> [Directions for this task]
If a line comes after the one containing "types in summaries.", leave it out; copy every line before it, and that line too, exactly as written, starting from the first line of the entries.

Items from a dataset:
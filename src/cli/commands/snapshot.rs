//! Snapshot command implementation.
//!
//! The `projkit snapshot` command records the runtime environment.

use crate::cli::args::SnapshotArgs;
use crate::error::Result;
use crate::layout::ProjectLayout;
use crate::snapshot::write_snapshot;
use crate::ui::UserInterface;

use super::dispatcher::{Command, CommandResult, ProjectContext};

/// The snapshot command implementation.
pub struct SnapshotCommand {
    project: ProjectContext,
}

impl SnapshotCommand {
    /// Create a new snapshot command.
    pub fn new(project: ProjectContext, _args: SnapshotArgs) -> Self {
        Self { project }
    }
}

impl Command for SnapshotCommand {
    fn execute(&self, ui: &mut dyn UserInterface) -> Result<CommandResult> {
        let config = self.project.load_config()?;
        let layout = ProjectLayout::new(&self.project.root, &config);

        let path = write_snapshot(&layout, &config.snapshot)?;

        ui.success(&format!("Wrote {}", layout.relative(&path).display()));
        Ok(CommandResult::success())
    }
}
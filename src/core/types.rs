use serde::Serialize;
use thiserror::Error;

#[derive(Copy, Clone, Debug, Eq, PartialEq, Serialize)]
#[serde(rename_all = "camelCase")]
pub enum FireType {
    Traditional,
    Coast,
    Barista,
}

/// Order used to break ties between FIRE types in summaries.
pub const FIRE_TYPE_PRIORITY: [FireType; 3] =
    [FireType::Coast, FireType::Barista, FireType::Traditional];

#[derive(Copy, Clone, Debug, Eq, PartialEq, Serialize)]
#[serde(rename_all = "camelCase")]
pub enum CalculationMethod {
    Simple,
    InflationAdjusted,
}

/// Which formula produced a target.
#[derive(Copy, Clone, Debug, Eq, PartialEq, Serialize)]
#[serde(rename_all = "snake_case")]
pub enum FireMethod {
    WithdrawalRule,
    WithdrawalRuleInflationAdjusted,
    GrowthOnlyDiscount,
    RealReturnDiscount,
    CrossoverSearch,
    CoastFallback,
    AnnuityFallback,
    /// No horizon to downshift over; the traditional figure is used as is.
    TraditionalFallback,
}

#[derive(Debug, Clone, PartialEq)]
pub struct UserFinancialInputs {
    pub current_age: u32,
    pub target_retirement_age: u32,
    pub annual_expenses: f64,
    pub safe_withdrawal_rate: f64,
    pub expected_annual_return: f64,
    pub inflation_rate: f64,
    pub monthly_contribution: f64,
    pub monthly_barista_contribution: f64,
    pub current_portfolio_value: f64,
}

impl UserFinancialInputs {
    /// Required fields only; contributions, inflation and portfolio start at zero.
    pub fn new(
        current_age: u32,
        target_retirement_age: u32,
        annual_expenses: f64,
        safe_withdrawal_rate: f64,
        expected_annual_return: f64,
    ) -> Self {
        Self {
            current_age,
            target_retirement_age,
            annual_expenses,
            safe_withdrawal_rate,
            expected_annual_return,
            inflation_rate: 0.0,
            monthly_contribution: 0.0,
            monthly_barista_contribution: 0.0,
            current_portfolio_value: 0.0,
        }
    }

    pub fn years_to_retirement(&self) -> f64 {
        (i64::from(self.target_retirement_age) - i64::from(self.current_age)) as f64
    }

    pub fn validate(&self) -> Result<(), InputError> {
        if self.target_retirement_age <= self.current_age {
            return Err(InputError::RetirementAgeNotAfterCurrentAge {
                current_age: self.current_age,
                retirement_age: self.target_retirement_age,
            });
        }
        if !self.annual_expenses.is_finite() || self.annual_expenses <= 0.0 {
            return Err(InputError::NonPositive("annual_expenses"));
        }
        if !(self.safe_withdrawal_rate > 0.0 && self.safe_withdrawal_rate < 1.0) {
            return Err(InputError::WithdrawalRateOutOfRange(
                self.safe_withdrawal_rate,
            ));
        }
        for (field, rate) in [
            ("expected_annual_return", self.expected_annual_return),
            ("inflation_rate", self.inflation_rate),
        ] {
            if !rate.is_finite() || rate <= -1.0 {
                return Err(InputError::RateOutOfRange { field, rate });
            }
        }
        for (field, amount) in [
            ("monthly_contribution", self.monthly_contribution),
            (
                "monthly_barista_contribution",
                self.monthly_barista_contribution,
            ),
            ("current_portfolio_value", self.current_portfolio_value),
        ] {
            if !amount.is_finite() || amount < 0.0 {
                return Err(InputError::Negative(field));
            }
        }
        Ok(())
    }
}

#[derive(Debug, Clone, PartialEq, Error)]
pub enum InputError {
    #[error("target retirement age ({retirement_age}) must be greater than current age ({current_age})")]
    RetirementAgeNotAfterCurrentAge {
        current_age: u32,
        retirement_age: u32,
    },
    #[error("{0} is required")]
    Missing(&'static str),
    #[error("{0} must be a positive amount")]
    NonPositive(&'static str),
    #[error("{0} must be a non-negative amount")]
    Negative(&'static str),
    #[error("safe withdrawal rate must be between 0 and 1 (exclusive), got {0}")]
    WithdrawalRateOutOfRange(f64),
    #[error("{field} must be greater than -100%, got {rate}")]
    RateOutOfRange { field: &'static str, rate: f64 },
}

/// Outcome of a time-to-target search.
#[derive(Copy, Clone, Debug, PartialEq, Serialize)]
#[serde(tag = "status", content = "years", rename_all = "camelCase")]
pub enum YearsToTarget {
    Achieved,
    Years(f64),
    /// The target is not reached within the search ceiling.
    BeyondHorizon,
    /// No growth and no contributions: the target is never reached.
    Unreachable,
}

impl YearsToTarget {
    pub fn as_years(self) -> f64 {
        match self {
            YearsToTarget::Achieved => 0.0,
            YearsToTarget::Years(years) => years,
            YearsToTarget::BeyondHorizon | YearsToTarget::Unreachable => f64::INFINITY,
        }
    }

    pub fn is_finite(self) -> bool {
        matches!(self, YearsToTarget::Achieved | YearsToTarget::Years(_))
    }
}

#[derive(Debug, Clone, PartialEq, Serialize)]
#[serde(rename_all = "camelCase")]
pub struct FireTargetResult {
    pub fire_type: FireType,
    pub target: f64,
    #[serde(skip_serializing_if = "Option::is_none")]
    pub future_target: Option<f64>,
    pub achieved: bool,
    pub progress_percentage: f64,
    pub years_remaining: YearsToTarget,
    pub monthly_investment_needed: f64,
    pub method: FireMethod,
}

#[derive(Debug, Clone, PartialEq, Serialize)]
#[serde(rename_all = "camelCase")]
pub struct InvestmentGapAnalysis {
    pub current_monthly: f64,
    pub needed_monthly: f64,
    pub monthly_gap: f64,
    pub gap_percentage: f64,
    pub is_sufficient: bool,
    pub additional_needed: f64,
}

#[derive(Debug, Clone, PartialEq, Serialize)]
#[serde(rename_all = "camelCase")]
pub struct CoastConvergence {
    pub possible: bool,
    pub years_saving: f64,
    pub coast_age: f64,
    pub portfolio_at_coast: f64,
    pub projected_final_value: f64,
    pub iterations_run: u32,
}

#[derive(Debug, Clone, PartialEq, Serialize)]
#[serde(rename_all = "camelCase")]
pub struct GapAnalyses {
    pub traditional: InvestmentGapAnalysis,
    pub coast: InvestmentGapAnalysis,
    pub barista: InvestmentGapAnalysis,
}

#[derive(Debug, Clone, PartialEq, Serialize)]
#[serde(rename_all = "camelCase")]
pub struct FireSummary {
    pub fastest_to_reach: Option<FireType>,
    pub most_achievable: FireType,
    pub most_feasible: Option<FireType>,
}

#[derive(Debug, Clone, PartialEq, Serialize)]
#[serde(rename_all = "camelCase")]
pub struct FireMetadata {
    pub years_to_retirement: f64,
    pub calculation_method: CalculationMethod,
    pub growth_rate_used: f64,
}

#[derive(Debug, Clone, PartialEq, Serialize)]
#[serde(rename_all = "camelCase")]
pub struct ComprehensiveFireResult {
    pub traditional: FireTargetResult,
    pub coast: FireTargetResult,
    pub barista: FireTargetResult,
    pub gap_analysis: GapAnalyses,
    pub coast_convergence: CoastConvergence,
    pub summary: FireSummary,
    pub metadata: FireMetadata,
}

impl ComprehensiveFireResult {
    pub fn result_for(&self, fire_type: FireType) -> &FireTargetResult {
        match fire_type {
            FireType::Traditional => &self.traditional,
            FireType::Coast => &self.coast,
            FireType::Barista => &self.barista,
        }
    }
}

#[derive(Debug, Clone, PartialEq, Serialize)]
#[serde(rename_all = "camelCase")]
pub struct CdAccrualResult {
    pub principal: f64,
    pub current_value: f64,
    pub accrued_interest: f64,
    pub elapsed_days: i64,
    pub total_days: i64,
    pub maturity_value: f64,
    /// Annual percentage yield, in percent.
    pub effective_annual_rate: f64,
    pub is_matured: bool,
    #[serde(skip_serializing_if = "Option::is_none")]
    pub error: Option<String>,
}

> [Reply]
filename src/cli/commands/snapshot.rs
//! Snapshot command implementation.
//!
//! The `projkit snapshot` command records the runtime environment.

use crate::cli::args::SnapshotArgs;
use crate::error::Result;
use crate::layout::ProjectLayout;
use crate::snapshot::write_snapshot;
use crate::ui::UserInterface;

use super::dispatcher::{Command, CommandResult, ProjectContext};

/// The snapshot command implementation.
pub struct SnapshotCommand {
    project: ProjectContext,
}

impl SnapshotCommand {
    /// Create a new snapshot command.
    pub fn new(project: ProjectContext, _args: SnapshotArgs) -> Self {
        Self { project }
    }
}

impl Command for SnapshotCommand {
    fn execute(&self, ui: &mut dyn UserInterface) -> Result<CommandResult> {
        let config = self.project.load_config()?;
        let layout = ProjectLayout::new(&self.project.root, &config);

        let path = write_snapshot(&layout, &config.snapshot)?;

        ui.success(&format!("Wrote {}", layout.relative(&path).display()));
        Ok(CommandResult::success())
    }
}
filename src/core/types.rs
use serde::Serialize;
use thiserror::Error;

#[derive(Copy, Clone, Debug, Eq, PartialEq, Serialize)]
#[serde(rename_all = "camelCase")]
pub enum FireType {
    Traditional,
    Coast,
    Barista,
}

/// Order used to break ties between FIRE types in summaries.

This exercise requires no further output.